EXERCISE DESCRIPTION: Search the listing below for the string "whose" and copy every line where it occurs.

[THE DATA — start]

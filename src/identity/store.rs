use std::sync::atomic::{AtomicBool, AtomicU64, Ordering};
use std::sync::Arc;

use parking_lot::Mutex;
use serde_json::Value;
use tokio::sync::{watch, OnceCell};
use tracing::{debug, info, warn};

use super::session::{Session, SessionStatus};
use super::user::{LoginRequest, User, UserPatch};
use crate::error::{AppResult, ClassifiedError, ErrorKind};
use crate::transport::{Method, Transport};

pub const LOGIN_ENDPOINT: &str = "/auth/login";
pub const LOGOUT_ENDPOINT: &str = "/auth/logout";
pub const PROFILE_ENDPOINT: &str = "/auth/profile";

struct Inner {
    session: Session,
    /// Ticket of the newest operation whose outcome has been written.
    applied: u64,
    /// Ticket of the newest login whose outcome has been written.
    logged_in: u64,
}

/// How a completion competes with results already written.
#[derive(Debug, Clone, Copy, PartialEq, Eq)]
enum Write {
    /// Only if no later-started operation has written.
    IfLatest,
    /// Sign-out: yields only to a login that started after it. A profile check racing
    /// the logout cannot keep the user signed in.
    UnlessNewerLogin,
    Always,
}

/// Sole owner and writer of the session.
///
/// Every operation draws a ticket when it starts. A completion only writes if no
/// operation that started later has already written, so a slow stale response (an
/// old profile check resolving after a logout) cannot bring a cleared session back.
/// Logout is the exception: it clears the session unless a later login already landed.
pub struct SessionStore {
    transport: Arc<dyn Transport>,
    demo_mode: bool,
    inner: Mutex<Inner>,
    tx: watch::Sender<Session>,
    tickets: AtomicU64,
    init: OnceCell<()>,
    pending_expiry: AtomicBool,
}

impl SessionStore {
    pub fn new(transport: Arc<dyn Transport>, demo_mode: bool) -> Self {
        Self::build(transport, Session::initializing(demo_mode), demo_mode, false)
    }

    /// Store seeded with a fabricated session; `initialize` becomes a no-op.
    pub fn with_session(transport: Arc<dyn Transport>, session: Session) -> Self {
        let demo = session.is_demo_mode() && !session.user().map(|u| u.is_demo_account()).unwrap_or(false);
        Self::build(transport, session, demo, true)
    }

    fn build(transport: Arc<dyn Transport>, session: Session, demo_mode: bool, initialized: bool) -> Self {
        let (tx, _rx) = watch::channel(session.clone());
        SessionStore {
            transport,
            demo_mode,
            inner: Mutex::new(Inner { session, applied: 0, logged_in: 0 }),
            tx,
            tickets: AtomicU64::new(0),
            init: if initialized { OnceCell::new_with(Some(())) } else { OnceCell::new() },
            pending_expiry: AtomicBool::new(false),
        }
    }

    pub fn snapshot(&self) -> Session {
        self.inner.lock().session.clone()
    }

    pub fn status(&self) -> SessionStatus {
        self.inner.lock().session.status()
    }

    pub fn subscribe(&self) -> watch::Receiver<Session> {
        self.tx.subscribe()
    }

    pub fn transport(&self) -> &Arc<dyn Transport> {
        &self.transport
    }

    fn ticket(&self) -> u64 {
        self.tickets.fetch_add(1, Ordering::SeqCst) + 1
    }

    fn commit(&self, ticket: u64, write: Write, op: &'static str, next: Session) -> bool {
        let mut inner = self.inner.lock();
        let stale = match write {
            Write::IfLatest => ticket < inner.applied,
            Write::UnlessNewerLogin => ticket < inner.logged_in,
            Write::Always => false,
        };
        if stale {
            debug!(target: "session", op, ticket, applied = inner.applied, "discarding stale result");
            return false;
        }
        if op == "login" {
            inner.logged_in = inner.logged_in.max(ticket);
        }
        inner.applied = inner.applied.max(ticket);
        inner.session = next;
        self.tx.send_replace(inner.session.clone());
        true
    }

    async fn fetch_profile(&self) -> AppResult<User> {
        let payload = self.transport.send(Method::GET, PROFILE_ENDPOINT, None).await?;
        User::from_payload(payload)
    }

    /// Resolve the startup session from an existing credential, at most once per store.
    /// Concurrent callers wait for the same in-flight check.
    pub async fn initialize(&self) {
        self.init.get_or_init(|| self.run_initialize()).await;
    }

    async fn run_initialize(&self) {
        let ticket = self.ticket();
        let completion = InitCompletion { store: self };
        let next = match self.fetch_profile().await {
            Ok(user) => {
                info!(target: "session", user = %user.id, role = ?user.role, "restored existing session");
                Session::authenticated(user, self.demo_mode)
            }
            Err(e) => {
                if e.kind != ErrorKind::AuthExpired {
                    warn!(target: "session", kind = %e.kind, "profile check failed, starting signed out: {}", e.message);
                } else {
                    debug!(target: "session", "no active session");
                }
                Session::unauthenticated(self.demo_mode)
            }
        };
        self.commit(ticket, Write::IfLatest, "initialize", next);
        drop(completion);
    }

    pub async fn login(&self, credentials: &LoginRequest) -> AppResult<User> {
        let ticket = self.ticket();
        let body = serde_json::to_value(credentials)
            .map_err(|e| ClassifiedError::unknown(None, format!("failed to encode credentials: {}", e)))?;
        let user = match self.transport.send(Method::POST, LOGIN_ENDPOINT, Some(body)).await.and_then(User::from_payload) {
            Ok(u) => u,
            Err(e) => {
                info!(target: "session", username = %credentials.username, kind = %e.kind, "login failed");
                return Err(e);
            }
        };
        if self.commit(ticket, Write::IfLatest, "login", Session::authenticated(user.clone(), self.demo_mode)) {
            self.pending_expiry.store(false, Ordering::SeqCst);
            info!(target: "session", user = %user.id, role = ?user.role, "logged in");
        }
        Ok(user)
    }

    /// Best-effort server logout; the local session is cleared whatever the server says,
    /// unless a login that started after this call has already completed.
    pub async fn logout(&self) {
        let ticket = self.ticket();
        if let Err(e) = self.transport.send(Method::POST, LOGOUT_ENDPOINT, None).await {
            warn!(target: "session", kind = %e.kind, "logout request failed, clearing local session anyway: {}", e.message);
        }
        if self.commit(ticket, Write::UnlessNewerLogin, "logout", Session::unauthenticated(self.demo_mode)) {
            self.pending_expiry.store(false, Ordering::SeqCst);
            info!(target: "session", "logged out");
        }
    }

    /// Silent profile re-check. An expired credential signs the user out; other
    /// failures leave the session as it is.
    pub async fn refresh(&self) -> AppResult<()> {
        let ticket = self.ticket();
        match self.fetch_profile().await {
            Ok(user) => {
                self.commit(ticket, Write::IfLatest, "refresh", Session::authenticated(user, self.demo_mode));
                Ok(())
            }
            Err(e) if e.kind == ErrorKind::AuthExpired => {
                self.commit(ticket, Write::IfLatest, "refresh", Session::unauthenticated(self.demo_mode));
                info!(target: "session", "session expired on refresh");
                Err(e)
            }
            Err(e) => {
                warn!(target: "session", kind = %e.kind, "profile refresh failed, keeping session: {}", e.message);
                Err(e)
            }
        }
    }

    /// Merge a server-confirmed partial user. No-op unless authenticated.
    pub fn update_user(&self, patch: UserPatch) {
        let mut inner = self.inner.lock();
        if inner.session.status() != SessionStatus::Authenticated {
            debug!(target: "session", "update_user ignored: not authenticated");
            return;
        }
        if let Some(u) = inner.session.user_mut() {
            u.apply(patch);
        }
        inner.session.recompute_demo(self.demo_mode);
        self.tx.send_replace(inner.session.clone());
    }

    /// Business call through the transport. An expired credential is only recorded here;
    /// the session is cleared on the next guarded navigation, not mid-flight.
    pub async fn request(&self, method: Method, path: &str, body: Option<Value>) -> AppResult<Value> {
        let out = self.transport.send(method, path, body).await;
        if let Err(e) = &out {
            if e.kind.forces_logout() && self.status() == SessionStatus::Authenticated {
                self.pending_expiry.store(true, Ordering::SeqCst);
                debug!(target: "session", path, "credential expired, logout deferred to next navigation");
            }
        }
        out
    }

    pub fn has_pending_expiry(&self) -> bool {
        self.pending_expiry.load(Ordering::SeqCst)
    }

    pub(crate) fn take_pending_expiry(&self) -> bool {
        self.pending_expiry.swap(false, Ordering::SeqCst)
    }

    /// Clear the local session after the server reported the credential expired.
    pub fn expire(&self) {
        let ticket = self.ticket();
        self.commit(ticket, Write::Always, "expire", Session::unauthenticated(self.demo_mode));
        info!(target: "session", "session expired, signed out locally");
    }
}

/// Moves the session out of `Initializing` even if the startup check is cancelled or
/// unwinds before writing its result.
struct InitCompletion<'a> {
    store: &'a SessionStore,
}

impl Drop for InitCompletion<'_> {
    fn drop(&mut self) {
        let mut inner = self.store.inner.lock();
        if inner.session.status() == SessionStatus::Initializing {
            inner.session = Session::unauthenticated(self.store.demo_mode);
            self.store.tx.send_replace(inner.session.clone());
        }
    }
}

[THE DATA — finish]

SOLUTION FOR THIS TASK:
    /// Ticket of the newest operation whose outcome has been written.
    /// Ticket of the newest login whose outcome has been written.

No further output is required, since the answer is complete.